With a little planning, you too can travel, stick to your diet, not gain any weight and have fun while doing it!
We’ve all been there; we see a great travel deal or have a trip to go on. We book it and how excited are we about going on a new adventure? But how do we travel and stay on your diet or just keep up with the healthy eating you’ve been doing? It’s not the easiest thing to do. But with a little planning and preparation, you too can travel, stick to your diet, not gain any weight and have fun while doing it!
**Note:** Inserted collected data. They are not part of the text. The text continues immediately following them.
//! Flush worker: the detached process that delivers one error batch.
//!
//! A run moves through `Start -> ReadBatch -> Report -> RecordFlush` and
//! ends either flushed or failed. The batch file is deleted as soon as it
//! has been read, before any delivery attempt; the flush time is recorded
//! only after delivery succeeded. Any failure is written to exactly one
//! failure artifact.

use std::path::PathBuf;

use chrono::{DateTime, Utc};
use serde::{Deserialize, Serialize};
use tracing::{debug, error, info};

use crate::artifact::FailureArtifact;
use crate::error::{ArtifactError, TelemetryError};
use crate::record::ErrorBatch;
use crate::reporter::Reporter;
use crate::session::ConfigDir;
use crate::store::LocalErrorStore;

/// Where a worker run was when it stopped.
#[derive(Debug, Clone, Copy, PartialEq, Eq, Serialize, Deserialize)]
#[serde(rename_all = "snake_case")]
pub enum FlushStage {
    Start,
    ReadBatch,
    Report,
    RecordFlush,
}

impl FlushStage {
    /// Name used in logs; matches the serialized form in artifacts.
    pub fn as_str(&self) -> &'static str {
        match self {
            Self::Start => "start",
            Self::ReadBatch => "read_batch",
            Self::Report => "report",
            Self::RecordFlush => "record_flush",
        }
    }
}

/// Positional worker inputs.
#[derive(Debug, Clone)]
pub struct FlushArgs {
    pub store_id: String,
    pub batch_path: PathBuf,
}

/// Terminal state of a run.
#[derive(Debug)]
pub enum FlushOutcome {
    Flushed {
        error_count: usize,
        flushed_at: DateTime<Utc>,
    },
    Failed {
        artifact: PathBuf,
        error: TelemetryError,
    },
}

impl FlushOutcome {
    pub fn is_flushed(&self) -> bool {
        matches!(self, Self::Flushed { .. })
    }

    /// Process exit status for this outcome.
    pub fn exit_code(&self) -> u8 {
        match self {
            Self::Flushed { .. } => 0,
            Self::Failed { .. } => 1,
        }
    }
}

/// Runs flushes against one config directory.
#[derive(Debug, Clone)]
pub struct FlushWorker {
    config_dir: ConfigDir,
    errors_prefix: PathBuf,
}

impl FlushWorker {
    pub fn new(config_dir: ConfigDir) -> Self {
        let errors_prefix = config_dir.errors_prefix();
        Self {
            config_dir,
            errors_prefix,
        }
    }

    pub fn errors_prefix(&self) -> &std::path::Path {
        &self.errors_prefix
    }

    /// Flush using the reporter resolved from the ambient session.
    pub async fn run_with_ambient_session(
        &self,
        args: &FlushArgs,
    ) -> Result<FlushOutcome, ArtifactError> {
        let dir = self.config_dir.clone();
        self.run(args, move || Reporter::get_reporter(&dir)).await
    }

    /// Run one flush.
    ///
    /// Every [`TelemetryError`] is turned into a failure artifact and a
    /// [`FlushOutcome::Failed`]. Only a failure to write that artifact is
    /// returned as `Err`.
    pub async fn run<F>(
        &self,
        args: &FlushArgs,
        make_reporter: F,
    ) -> Result<FlushOutcome, ArtifactError>
    where
        F: FnOnce() -> Result<Reporter, TelemetryError>,
    {
        let mut stage = FlushStage::Start;
        let mut batch = None;

        match self.flush(args, make_reporter, &mut stage, &mut batch).await {
            Ok((error_count, flushed_at)) => {
                info!(
                    store_id = %args.store_id,
                    error_count,
                    flushed_at = %flushed_at,
                    "Flushed error batch"
                );
                Ok(FlushOutcome::Flushed {
                    error_count,
                    flushed_at,
                })
            }
            Err(err) => {
                error!(
                    store_id = %args.store_id,
                    stage = stage.as_str(),
                    kind = err.kind(),
                    error = %err,
                    "Flush failed"
                );

                let artifact = FailureArtifact {
                    failed_at: Utc::now(),
                    store_id: args.store_id.clone(),
                    batch_path: args.batch_path.clone(),
                    stage,
                    error: (&err).into(),
                    errors: batch.map(|b: ErrorBatch| b.errors),
                };
                let path = artifact.write(&self.errors_prefix).await?;
                info!(artifact = %path.display(), "Wrote failure artifact");

                Ok(FlushOutcome::Failed {
                    artifact: path,
                    error: err,
                })
            }
        }
    }

    async fn flush<F>(
        &self,
        args: &FlushArgs,
        make_reporter: F,
        stage: &mut FlushStage,
        slot: &mut Option<ErrorBatch>,
    ) -> Result<(usize, DateTime<Utc>), TelemetryError>
    where
        F: FnOnce() -> Result<Reporter, TelemetryError>,
    {
        let store = LocalErrorStore::open(&self.config_dir, &args.store_id).await?;

        *stage = FlushStage::ReadBatch;
        let batch = slot.insert(ErrorBatch::read(&args.batch_path).await?);
        tokio::fs::remove_file(&args.batch_path)
            .await
            .map_err(|e| TelemetryError::storage("removing batch file", &args.batch_path, e))?;
        debug!(
            path = %args.batch_path.display(),
            error_count = batch.errors.len(),
            "Consumed error batch"
        );

        *stage = FlushStage::Report;
        let reporter = make_reporter()?;
        reporter.report_errors(&batch.errors).await?;

        *stage = FlushStage::RecordFlush;
        let flushed_at = Utc::now();
        store.set_last_remote_flush(flushed_at).await?;

        Ok((batch.errors.len(), flushed_at))
    }
}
As a fitness competitor my diet and nutrition gets to be very strict at times. My diet doesn’t stop because I have a trip to take, and more often than not I have to travel while prepping for my next competition. Here are my best tips and tricks for staying on track while traveling:
1. Have a Plan.
You know you’re going on a trip. You know you have to eat. Think about what that looks like in the situation before you’re in it. I typically eat egg whites, oatmeal and coffee most mornings for my breakfast. This is two fold: it serves my nutritional purposes without having to put too much thought into it on a daily basis and it’s often available in a lot of places all over the world. If I’m going somewhere that doesn’t have oatmeal, I simply bring my instant oatmeal packets (I love Quaker Oats). Most places will have hot water-see #4 below if water is an issue where you’ll be traveling. Think similarly for lunch and dinner. What are foods you know you can eat that keep you within your nutritional goals? Maybe steak and greens/vegetables, a vegetarian meal? Seafood? Stick to grilled or steamed options of theses foods and you should be ok. If you’re traveling to a part of the world where protein is specific to the region, just stick to grilled options of the protein they do have. Keep sauces, fried food, and anything drenched in butter to a minimum. They are easy ways to quickly pack on the pounds.
2. Portion Control.
The above works in a perfect scenario, but we all know the world isn’t perfect. If you know ahead of time that the food you’ll be eating at a meal isn’t going to be prepared in a healthy way, then eat before you go. Filling up before you’re in the situation will prevent you from over indulging while in the moment. Once there, just practice your portion control so that you are not offending your host by not eating. Have only a little bit and serve your food yourself (if you can) to prevent having it piled high on your plate.
It isn’t very spontaneous, but I even plan my cheat meal while traveling. I try to have it on the day that I was most active (I have to work out most days, so when I travel this doesn’t change). This way, my body is burning the calories from this meal and not storing calories. If I have that cheat meal, I make sure I do cardio the next morning when I wake up to help undo any damage I did with the meal.
4. Shop the market.
I LOVE going to local food markets and grocers when I travel. I get to buy fresh food, and I can control what I eat better. It’s also cost effective for those of you on a budget and it’s a great way to really explore the city/country that you’re in.
5. Drink plenty of water.
If you follow me on my blog Tie Sides And Scoops, you’ll know that I suggest water for almost everything health related from headache prevention to a good nights sleep. When we travel, we get dehydrated. Drink your water to help hydrate and make you feel full. This applies while on the plane and when you land. Some areas of the world don’t have safe drinking water. There are water bottles you can buy with filtration systems built in; I got mine from Amazon. If you don’t have that, buy bottled water or boil it. Keep Alcohol to a minimum.
6. Have healthy snacks.
I bring snacks that I know I can’t live without, for the plane ride and just to munch while site seeing in my new favorite country of the moment. My go too: almonds, rice cakes and peanut butter, and protein shakes. I pack them in gallon size zip lock bags and and have plenty for my trip. It helps to know that you have snacks you know you can eat with you, rather than feeling like you can’t eat anything.